Balisage 2009 - XForms and Genericode at NARA


On Thursday, August 13th, Quyen L. Nguyen (National Archives and Records Administration) and Betty Harvey, (Electronic Commerce Connection) presented their paper entitled Agile Business Objects Management Application for Electronic Records Archive Transfer Process. [Submitted Paper]. U.S. National Archives and Records Administration (NARA) processes a very high volume of documents from most government agencies in their Electronic Records Archive (ERA), designed for long term preservation and access to digital objects. Quyen Nguyen explained that ERA has many challenges including dealing with a number of different media types (data types) and an ever-increasing volume of submissions. Archival Business Object requirements include the standard CRUD capabilities plus Versioning and Searching. NARA made the decision years ago to store documents in XML and transform to PDF. XML is used at business, communication and storage levels.

Management of Authority Lists (aka controlled vocabularies, aka code lists) is a big issue for NARA and other agencies. List changes should not require coding changes or re-compiling. NARA submission forms have fields that are conditionally optional or required, with inter-dependency between fields. Depending on state, some fields need to be insensitive to input and other fields need to be displayed or hidden.

The traditional HTML with JSP approach is too subject to code list changes. Schema changes cause a recompile of JSP code. It is harder to programmatically determine when to validate data input. Use of xsd:enumeration and annotations is inadequate for representing complex, multi-column code lists.

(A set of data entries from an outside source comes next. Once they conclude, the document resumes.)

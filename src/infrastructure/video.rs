// SPDX-License-Identifier: MPL-2.0
//! In-process video playback backed by FFmpeg.
//!
//! Local files are checked before a decoder is spawned so a missing file fails
//! the `play` that asked for it. Remote urls are handed to FFmpeg as is.

use crate::application::port::video::{EventSink, PlaybackSession, VideoSurface};
use crate::domain::video::PlaybackFailure;
use crate::infrastructure::media_source::{local_path, PLACEHOLDER_SCHEME};
use crate::video_player::DecoderHandle;

#[derive(Debug, Default, Clone, Copy)]
pub struct FfmpegVideoSurface;

impl FfmpegVideoSurface {
    #[must_use]
    pub fn new() -> Self {
        Self
    }
}

/// What FFmpeg should open for `url`.
fn decoder_input(url: &str) -> Result<String, PlaybackFailure> {
    let url = url.trim();
    if url.is_empty() || url.starts_with(PLACEHOLDER_SCHEME) {
        return Err(PlaybackFailure::Unsupported);
    }
    if url.starts_with("http://") || url.starts_with("https://") {
        return Ok(url.to_string());
    }
    let path = local_path(url).ok_or(PlaybackFailure::Unsupported)?;
    if !path.is_file() {
        return Err(PlaybackFailure::Unreachable(format!(
            "{} not found",
            path.display()
        )));
    }
    Ok(path.to_string_lossy().into_owned())
}

impl VideoSurface for FfmpegVideoSurface {
    fn open(
        &self,
        url: &str,
        muted: bool,
        sink: EventSink,
    ) -> Result<Box<dyn PlaybackSession>, PlaybackFailure> {
        let input = decoder_input(url)?;
        log::debug!("opening video {input} (muted: {muted})");
        Ok(Box::new(DecoderHandle::spawn(input, muted, sink)))
    }
}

In contrast, according to Betty Harvey, XForms offer NARA many benefits such as modularity, reuse, separate evolvability, consistency of error messages, data integrity, performance, easier data exchange as XML, etc. The ERA team has implemented a comprehensive XForms solution by leveraging genericode from the OASIS Code List Representation Technical Committee. Their solution which includes an Orbeon XForms server provides an intuitive archive submission authoring system. The verbose genericode files is processed into smaller “fat free” versions via a custom XSLT. User form interactions can control dynamic form changes, such as which code list to display, fields that appear or are hidden, and so on. XForms Bind is pretty powerful and permit variables in XPath expressions.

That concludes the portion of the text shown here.